Another Pig Fair has come and gone already. I have to say that sadly I missed most of it this year. Even though I was on the NPA stand, many of you passing may have seen me holed up in the corner, hidden behind a laptop looking glum. Really sorry that I didn’t get to chat with many of you – that’s my favourite bit about the Pig Fair!
My forays away from the stand were quite brief, but the two sessions on future challenges for the pig industry that I chaired were very well attended, and the general buzz was positive. Amazing what a few weeks of price increases will do for morale, and it’s really heartening to see.
The reason for my unusual demeanour was that my team and I were dealing with three separate thorny issues that week – yet another animal rights exposé involving three farms (we’ve since had another), preparation for a Panorama programme focusing on antibiotic resistance in humans and the impact that use in livestock has, and a new campaign by Farms Not Factories urging consumers to “turn their noses up” at factory farming, with a good hook in there about antibiotic overuse. We’re still waiting for the exposés to break, but thankfully no welfare issues have been found – just vegan anti-farming propaganda and the fallout resulting from it.
Panorama was a tough call, but having seen the programme I now know it was definitely the right decision putting Richard Lister forward for interview, and worth the intense four-week deliberation, media training, arguing with producers and the challenge that went into it. Richard did us proud, and came across really positively.

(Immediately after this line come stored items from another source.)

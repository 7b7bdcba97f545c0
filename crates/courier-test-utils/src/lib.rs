// SPDX-FileCopyrightText: 2026 Courier Contributors
// SPDX-License-Identifier: MIT OR Apache-2.0

//! Test utilities for Courier integration tests.
//!
//! Provides scripted provider adapters, a manual clock and a test harness
//! for fast, deterministic tests without external services.
//!
//! # Components
//!
//! - [`ScriptedProvider`] - provider adapter replaying a queue of outcomes
//! - [`ManualClock`] - clock advanced explicitly by the test
//! - [`TestHarness`] - temp database, engine and catalog seeding

pub mod clock;
pub mod harness;
pub mod scripted_provider;

pub use clock::ManualClock;
pub use harness::{ADMIN, CALLBACK_SECRET, TestHarness, TestHarnessBuilder, new_request, provider, zone_policy};
pub use scripted_provider::{Scripted, ScriptedProvider};
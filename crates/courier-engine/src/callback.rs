// SPDX-FileCopyrightText: 2026 Courier Contributors
// SPDX-License-Identifier: MIT OR Apache-2.0

//! Inbound callbacks from asynchronous providers.
//!
//! The body is JSON. The signature is the hex HMAC-SHA256 of the raw body
//! bytes under the shared secret; it is checked in constant time before the
//! body is parsed. A callback whose timestamp is further than `max_skew`
//! from the engine clock is rejected.

use chrono::{DateTime, Duration, Utc};
use courier_core::{AttemptOutcome, CourierError};
use hmac::{Hmac, Mac};
use serde::{Deserialize, Serialize};
use sha2::Sha256;

type HmacSha256 = Hmac<Sha256>;

/// Final result reported by the vendor.
#[derive(Debug, Clone, Copy, PartialEq, Eq, Serialize, Deserialize)]
#[serde(rename_all = "snake_case")]
pub enum CallbackOutcome {
    Delivered,
    TransientFailure,
    PermanentFailure,
}

impl From<CallbackOutcome> for AttemptOutcome {
    fn from(outcome: CallbackOutcome) -> Self {
        match outcome {
            CallbackOutcome::Delivered => AttemptOutcome::Delivered,
            CallbackOutcome::TransientFailure => AttemptOutcome::TransientFailure,
            CallbackOutcome::PermanentFailure => AttemptOutcome::PermanentFailure,
        }
    }
}

/// Body of a provider callback.
#[derive(Debug, Clone, PartialEq, Serialize, Deserialize)]
pub struct CallbackPayload {
    pub provider_request_id: String,
    pub outcome: CallbackOutcome,
    /// Actual cost, if the vendor reports one.
    #[serde(default)]
    pub cost: Option<f64>,
    pub timestamp: DateTime<Utc>,
    #[serde(default)]
    pub detail: Option<String>,
}

/// Hex HMAC-SHA256 of `body` under `secret`.
pub fn sign(secret: &[u8], body: &[u8]) -> Result<String, CourierError> {
    let mut mac = HmacSha256::new_from_slice(secret)
        .map_err(|e| CourierError::Internal(format!("invalid HMAC key: {e}")))?;
    mac.update(body);
    Ok(hex::encode(mac.finalize().into_bytes()))
}

/// Signature and freshness checks for callbacks.
#[derive(Clone)]
pub struct CallbackVerifier {
    secret: Vec<u8>,
    max_skew: Duration,
}

impl CallbackVerifier {
    pub fn new(secret: impl Into<Vec<u8>>, max_skew: Duration) -> Self {
        Self {
            secret: secret.into(),
            max_skew,
        }
    }

    /// Verify `signature_hex` over `body`, then parse and check the timestamp.
    pub fn verify(
        &self,
        body: &[u8],
        signature_hex: &str,
        now: DateTime<Utc>,
    ) -> Result<CallbackPayload, CourierError> {
        let signature = hex::decode(signature_hex.trim())
            .map_err(|_| CourierError::Signature("signature is not valid hex".into()))?;
        let mut mac = HmacSha256::new_from_slice(&self.secret)
            .map_err(|e| CourierError::Internal(format!("invalid HMAC key: {e}")))?;
        mac.update(body);
        mac.verify_slice(&signature)
            .map_err(|_| CourierError::Signature("signature mismatch".into()))?;

        let payload: CallbackPayload = serde_json::from_slice(body)
            .map_err(|e| CourierError::Validation(format!("malformed callback body: {e}")))?;

        let skew = (now - payload.timestamp).abs();
        if skew > self.max_skew {
            return Err(CourierError::Signature(format!(
                "callback timestamp {} is {}s from now, limit is {}s",
                payload.timestamp,
                skew.num_seconds(),
                self.max_skew.num_seconds()
            )));
        }
        Ok(payload)
    }
}

impl std::fmt::Debug for CallbackVerifier {
    fn fmt(&self, f: &mut std::fmt::Formatter<'_>) -> std::fmt::Result {
        f.debug_struct("CallbackVerifier")
            .field("secret", &"[REDACTED]")
            .field("max_skew", &self.max_skew)
            .finish()
    }
}

#[cfg(test)]
mod tests {
    use super::*;
    use chrono::TimeZone;

    const SECRET: &[u8] = b"0123456789abcdef0123456789abcdef";

    fn now() -> DateTime<Utc> {
        Utc.with_ymd_and_hms(2026, 3, 1, 12, 0, 0).unwrap()
    }

    fn body(ts: DateTime<Utc>) -> Vec<u8> {
        serde_json::to_vec(&CallbackPayload {
            provider_request_id: "vendor-42".into(),
            outcome: CallbackOutcome::Delivered,
            cost: Some(0.25),
            timestamp: ts,
            detail: None,
        })
        .unwrap()
    }

    fn verifier() -> CallbackVerifier {
        CallbackVerifier::new(SECRET, Duration::seconds(300))
    }

    #[test]
    fn accepts_valid_signature() {
        let body = body(now());
        let sig = sign(SECRET, &body).unwrap();
        let payload = verifier().verify(&body, &sig, now()).unwrap();
        assert_eq!(payload.provider_request_id, "vendor-42");
        assert_eq!(AttemptOutcome::from(payload.outcome), AttemptOutcome::Delivered);
    }

    #[test]
    fn rejects_tampered_body() {
        let body = body(now());
        let sig = sign(SECRET, &body).unwrap();
        let mut tampered = body.clone();
        let last = tampered.len() - 2;
        tampered[last] ^= 0x01;
        let err = verifier().verify(&tampered, &sig, now()).unwrap_err();
        assert!(matches!(err, CourierError::Signature(_)));
    }

    #[test]
    fn rejects_wrong_secret_and_bad_hex() {
        let body = body(now());
        let sig = sign(b"another-secret-of-sufficient-len", &body).unwrap();
        assert!(matches!(
            verifier().verify(&body, &sig, now()),
            Err(CourierError::Signature(_))
        ));
        assert!(matches!(
            verifier().verify(&body, "not-hex", now()),
            Err(CourierError::Signature(_))
        ));
    }

    #[test]
    fn rejects_stale_timestamp() {
        let body = body(now() - Duration::seconds(301));
        let sig = sign(SECRET, &body).unwrap();
        let err = verifier().verify(&body, &sig, now()).unwrap_err();
        assert!(err.to_string().contains("limit is 300s"), "{err}");
    }
}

Sadly, the dairy industry fared much worse. As for the Farms Not Factories campaign, even with the antibiotics link it still fell flat on its face, suffering from a very poor pick-up rate by the media. I guess people don’t really want to be told to buy organic by a load of faded celebs, and in actual fact most people seem to have come away with a “buy British” message that will only help our cause – perhaps we should be thanking them!
Following on from the successful release of the NPA’s Pig Industry Antibiotic Stewardship Programme (all members should now have received more information about this), we were able to have a positive meeting with the head of the Veterinary Medicines Directorate and Defra’s Chief Vet. I’d called for the meeting because I was fed up of hearing negative vibes coming from various different sources that the pig industry was hiding its collective head in the sand over antibiotic use and doing nothing.
We launched the stewardship programme so we could showcase everything going on in the industry and, ably assisted by pig vets, RUMA and AHDB Pork, I think we’ve managed to do it. Hopefully now they’ll look for areas they can assist us with, rather than simply wanting to legislate against us.
There’s plenty of work to do now, and we’ve really been impressed by how receptive producers and vets have been, not only to the AHDB Pork electronic medicines book, but also to the fact we’ve got to minimise antibiotic use.